符斟今晚已经承受了很多刺激,但听到这嗲中带糙的声音,还是忍不住疑惑地看了一眼屏幕。确定自己没打错电话,他这才继续道:“楚宛然,还记得我们的约定吗?你是怎么办事的?我手里还有证据,你……”
“就这事?!你不说我还想找你算账呢!”电话那端的人抬高了声音,好像也怒气冲冲的样子,“符斟,我这辈子最后悔的事就是接了你的单子回了国!说好的坚韧贵妇呢?说好的不想离婚呢!那明明就是黑心黑肺的大白鲨!我的资料是你卖给她的吧?你也不是什么好东西!我现在自投罗网,手都要画断了!”
“画?”符斟愣了一下,气势莫名就低了一半。
“你等等……改?还改?!技术组做不出来关我们原画组什么事?菜就多练啊凭什么让我们改?!你让那谁来找我,现在!”
对面一阵兵荒马乱,也不知是谁被骂走了,楚宛然这才分出心神来,状似平静道:“符总,我就是个骗子,你曝光吧,让我蹲局子吧,这破班真是一天都上不了了,你赶紧抓我走啊啊啊啊啊。”
凌乱的脚步声再次从电话那头响起,还伴随着一些不明不白的叱骂。很显然,楚宛然非常忙碌,忙到甚至都维持不住小白花的伪装了。
这年头,艺术品骗子都要找班上?
迷茫之下,符斟默默挂断了电话,坐在黑暗中沉思。
*
九月的最后一天,在素有C国硅谷之称的科技城,上百家科技公司汇聚于此,等待着见证一项新技术的诞生,或是揭穿一个骗局的假面。
会场的布置极具现代感,但却奇怪并没有布置舞台。无数把金属色泽的椅子整齐地码放着,但只有其中的十把拥有自己的名牌,其中甚至还出现了国外科技公司的名字。
符斟这才明白邀请函下面的数字代表了什么——那是一张入场券,是一个在技术公布后,最先接触九七四的机会。
虽然明白了这一点,但符斟却还是觉得九七四有点过于傲慢了。且不说全息技术是否真的能达到预期的效果,对各大公司而言,在评估项目价值的时候都会纳入诸多考量。这十张邀请函的随机性太强,并不能很好地筛选出最佳合作者。这种儿戏一般的邀请方式,要么出自一个完全不懂商业的纨绔之手,要么就是对自己的技术有着十足的信心。
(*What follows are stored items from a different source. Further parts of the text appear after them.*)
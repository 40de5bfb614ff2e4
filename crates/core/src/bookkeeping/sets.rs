//! Per-run fragment classification.

use serde::{Deserialize, Serialize};
use std::collections::BTreeSet;

use crate::fragment::Fragment;

/// How each listing is turned into the next batch.
#[derive(Debug, Clone, Copy, Default, PartialEq, Eq, Serialize, Deserialize)]
#[serde(rename_all = "snake_case")]
pub enum AccumulationPolicy {
    /// Only fragments never dispatched before form a batch.
    #[default]
    Delta,
    /// Every batch re-submits the whole current listing, including fragments
    /// that earlier jobs already received. Downstream jobs must be idempotent.
    FullRelist,
}

/// Outcome of classifying one listing.
#[derive(Debug, Clone, Copy, Default, PartialEq, Eq)]
pub struct Classification {
    /// Fragments seen for the first time.
    pub newly_observed: usize,
    /// Fragments pending dispatch after this listing.
    pub pending: usize,
    /// Already dispatched fragments still present in the listing.
    pub relisted: usize,
}

/// The bookkeeping sets of the active run.
///
/// `dispatched` only grows, and `to_process` never shares a fragment with it.
/// The staged batch sits between the two while a job is being rendered and
/// launched. Fragments whose data was missing when a batch was prepared are
/// retired into `excluded` and never become pending again.
#[derive(Debug, Clone, Default)]
pub struct FragmentSets {
    observed: BTreeSet<Fragment>,
    to_process: BTreeSet<Fragment>,
    relisted: BTreeSet<Fragment>,
    staged: BTreeSet<Fragment>,
    dispatched: BTreeSet<Fragment>,
    excluded: BTreeSet<Fragment>,
    expected_outputs: BTreeSet<String>,
    terminal: bool,
    jobs_rendered: u32,
}

impl FragmentSets {
    pub fn new() -> Self {
        Self::default()
    }

    /// Fold a full listing of the watched location into the sets.
    pub fn classify(&mut self, available: BTreeSet<Fragment>) -> Classification {
        let before = self.observed.len();
        self.observed.extend(available.iter().cloned());

        let (relisted, to_process): (BTreeSet<_>, BTreeSet<_>) = available
            .into_iter()
            .filter(|fragment| !self.excluded.contains(fragment))
            .partition(|fragment| self.dispatched.contains(fragment));
        self.to_process = to_process;
        self.relisted = relisted;

        Classification {
            newly_observed: self.observed.len() - before,
            pending: self.to_process.len(),
            relisted: self.relisted.len(),
        }
    }

    /// Whether any fragment is waiting for dispatch.
    pub fn has_pending(&self) -> bool {
        !self.to_process.is_empty()
    }

    /// Whether a non-final batch should be prepared now.
    pub fn is_ready(&self, policy: AccumulationPolicy, minimum_batch: usize) -> bool {
        match policy {
            AccumulationPolicy::Delta => self.to_process.len() >= minimum_batch,
            AccumulationPolicy::FullRelist => {
                self.has_pending() && self.to_process.len() + self.relisted.len() >= minimum_batch
            }
        }
    }

    /// Fragments the next batch would contain, before validation.
    pub fn candidate_batch(&self, policy: AccumulationPolicy) -> BTreeSet<Fragment> {
        match policy {
            AccumulationPolicy::Delta => self.to_process.clone(),
            AccumulationPolicy::FullRelist => {
                self.to_process.union(&self.relisted).cloned().collect()
            }
        }
    }

    /// Stage a validated batch. `terminal` marks the run's final batch and is
    /// never cleared until reset.
    pub fn stage(&mut self, batch: BTreeSet<Fragment>, terminal: bool) {
        self.staged = batch;
        self.terminal |= terminal;
    }

    /// Retire fragments left out of a batch because their data is missing.
    /// Returns how many were retired for the first time.
    pub fn exclude<I>(&mut self, fragments: I) -> usize
    where
        I: IntoIterator<Item = Fragment>,
    {
        let before = self.excluded.len();
        for fragment in fragments {
            self.to_process.remove(&fragment);
            self.relisted.remove(&fragment);
            self.excluded.insert(fragment);
        }
        self.excluded.len() - before
    }

    /// Record that the staged batch was rendered into a job producing
    /// `outputs`. Pending fragments are consumed, including any that failed
    /// validation. Returns the number of jobs rendered so far.
    pub fn commit_render<I>(&mut self, outputs: I) -> u32
    where
        I: IntoIterator<Item = String>,
    {
        self.to_process.clear();
        self.relisted.clear();
        self.expected_outputs.extend(outputs);
        self.jobs_rendered += 1;
        self.jobs_rendered
    }

    /// Move the staged batch into `dispatched`. Returns how many fragments
    /// were dispatched for the first time.
    pub fn commit_dispatch(&mut self) -> usize {
        let staged = std::mem::take(&mut self.staged);
        let before = self.dispatched.len();
        self.dispatched.extend(staged);
        self.dispatched.len() - before
    }

    pub fn observed(&self) -> &BTreeSet<Fragment> {
        &self.observed
    }

    pub fn to_process(&self) -> &BTreeSet<Fragment> {
        &self.to_process
    }

    pub fn staged(&self) -> &BTreeSet<Fragment> {
        &self.staged
    }

    pub fn dispatched(&self) -> &BTreeSet<Fragment> {
        &self.dispatched
    }

    pub fn excluded(&self) -> &BTreeSet<Fragment> {
        &self.excluded
    }

    pub fn expected_outputs(&self) -> &BTreeSet<String> {
        &self.expected_outputs
    }

    /// Whether the final batch of the run has been staged.
    pub fn terminal(&self) -> bool {
        self.terminal
    }

    pub fn jobs_rendered(&self) -> u32 {
        self.jobs_rendered
    }

    /// `dispatched ∩ to_process = ∅`, `excluded ∩ to_process = ∅` and
    /// `to_process ⊆ observed`.
    pub fn is_consistent(&self) -> bool {
        self.to_process.is_disjoint(&self.dispatched)
            && self.to_process.is_disjoint(&self.excluded)
            && self.to_process.is_subset(&self.observed)
    }
}

#[cfg(test)]
mod tests {
    use super::*;

    fn set(keys: &[u32]) -> BTreeSet<Fragment> {
        keys.iter()
            .map(|k| Fragment::new(format!("/store/run1/ls{:04}.root", k)).with_ordering_key(*k))
            .collect()
    }

    fn dispatch_all(sets: &mut FragmentSets, policy: AccumulationPolicy) {
        let batch = sets.candidate_batch(policy);
        sets.stage(batch, false);
        sets.commit_render(Vec::new());
        sets.commit_dispatch();
    }

    #[test]
    fn test_delta_excludes_dispatched() {
        let mut sets = FragmentSets::new();
        sets.classify(set(&[1, 2, 3]));
        dispatch_all(&mut sets, AccumulationPolicy::Delta);

        let c = sets.classify(set(&[1, 2, 3, 4]));
        assert_eq!(c.newly_observed, 1);
        assert_eq!(c.pending, 1);
        assert_eq!(c.relisted, 3);
        assert_eq!(sets.candidate_batch(AccumulationPolicy::Delta), set(&[4]));
        assert!(sets.is_consistent());
    }

    #[test]
    fn test_readiness_threshold() {
        let mut sets = FragmentSets::new();
        sets.classify(set(&[1, 2]));
        assert!(sets.has_pending());
        assert!(!sets.is_ready(AccumulationPolicy::Delta, 3));

        sets.classify(set(&[1, 2, 3]));
        assert!(sets.is_ready(AccumulationPolicy::Delta, 3));
    }

    #[test]
    fn test_full_relist_batch_contains_whole_listing() {
        let policy = AccumulationPolicy::FullRelist;
        let mut sets = FragmentSets::new();
        sets.classify(set(&[1]));
        assert!(sets.is_ready(policy, 1));
        dispatch_all(&mut sets, policy);

        // Nothing new: not ready even though the listing is large enough.
        sets.classify(set(&[1]));
        assert!(!sets.is_ready(policy, 1));

        sets.classify(set(&[1, 2]));
        assert!(sets.is_ready(policy, 2));
        assert!(!sets.is_ready(AccumulationPolicy::Delta, 2));
        assert_eq!(sets.candidate_batch(policy), set(&[1, 2]));
        assert_eq!(sets.to_process(), &set(&[2]));
        assert!(sets.is_consistent());
    }

    #[test]
    fn test_render_clears_pending_and_records_outputs() {
        let mut sets = FragmentSets::new();
        sets.classify(set(&[5, 6, 9]));
        sets.stage(set(&[5, 6]), false);

        let jobs = sets.commit_render(vec!["out.root".to_string()]);
        assert_eq!(jobs, 1);
        assert!(sets.to_process().is_empty());
        assert_eq!(sets.staged(), &set(&[5, 6]));
        assert!(sets.dispatched().is_empty());

        assert_eq!(sets.commit_dispatch(), 2);
        assert!(sets.staged().is_empty());
        assert_eq!(sets.dispatched(), &set(&[5, 6]));
        assert!(sets.expected_outputs().contains("out.root"));
    }

    #[test]
    fn test_terminal_flag_is_sticky() {
        let mut sets = FragmentSets::new();
        sets.stage(BTreeSet::new(), true);
        sets.stage(BTreeSet::new(), false);
        assert!(sets.terminal());
    }

    #[test]
    fn test_excluded_fragments_never_return() {
        let mut sets = FragmentSets::new();
        sets.classify(set(&[1, 2]));
        assert_eq!(sets.exclude(set(&[2])), 1);
        assert_eq!(sets.to_process(), &set(&[1]));

        sets.stage(set(&[1]), false);
        sets.commit_render(Vec::new());
        sets.commit_dispatch();

        let c = sets.classify(set(&[1, 2]));
        assert_eq!(c.pending, 0);
        assert_eq!(c.relisted, 1);
        assert!(!sets.has_pending());
        assert!(!sets.is_ready(AccumulationPolicy::Delta, 1));
        assert!(sets.candidate_batch(AccumulationPolicy::FullRelist).is_empty());
        assert_eq!(sets.excluded(), &set(&[2]));
        assert!(!sets.dispatched().contains(set(&[2]).iter().next().unwrap()));
        assert!(sets.is_consistent());
    }

    #[test]
    fn test_observed_never_shrinks() {
        let mut sets = FragmentSets::new();
        sets.classify(set(&[1, 2, 3]));
        sets.classify(set(&[2]));
        assert_eq!(sets.observed(), &set(&[1, 2, 3]));
        assert!(sets.is_consistent());
    }
}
从理性上来讲,符斟并不觉得九七四能有这样的技术能力。
但他可以这样觉得,却不能允许别人这样置啄。
“符总,您竟然亲自来参加这个发布会?难不成符氏是看好这个所谓的全息的?”有些油腻的声音响在耳边,符斟随便抬眼看去,想了半天都没忆起眼前这个大肚秃头黑西装的男人是谁。万章一眼就看出自家总裁的神游天外,不露痕迹地上前一步救场。
“王总不也亲自来了?”他不露痕迹地提示自家总裁,“我们符氏既然接受了邀请,自然要表现出自己的诚意。”
“哦,难怪符氏发展的这么好,果然真诚才是必杀技啊,”被称为王总的人一副恍然大悟的样子,但语气里满是不怀好意,“我听说符氏曾经和九七四有过合作?好像是投资和技术支持吧?符总不如透个底,这个全息到底是虚晃一枪还是确有其事啊?”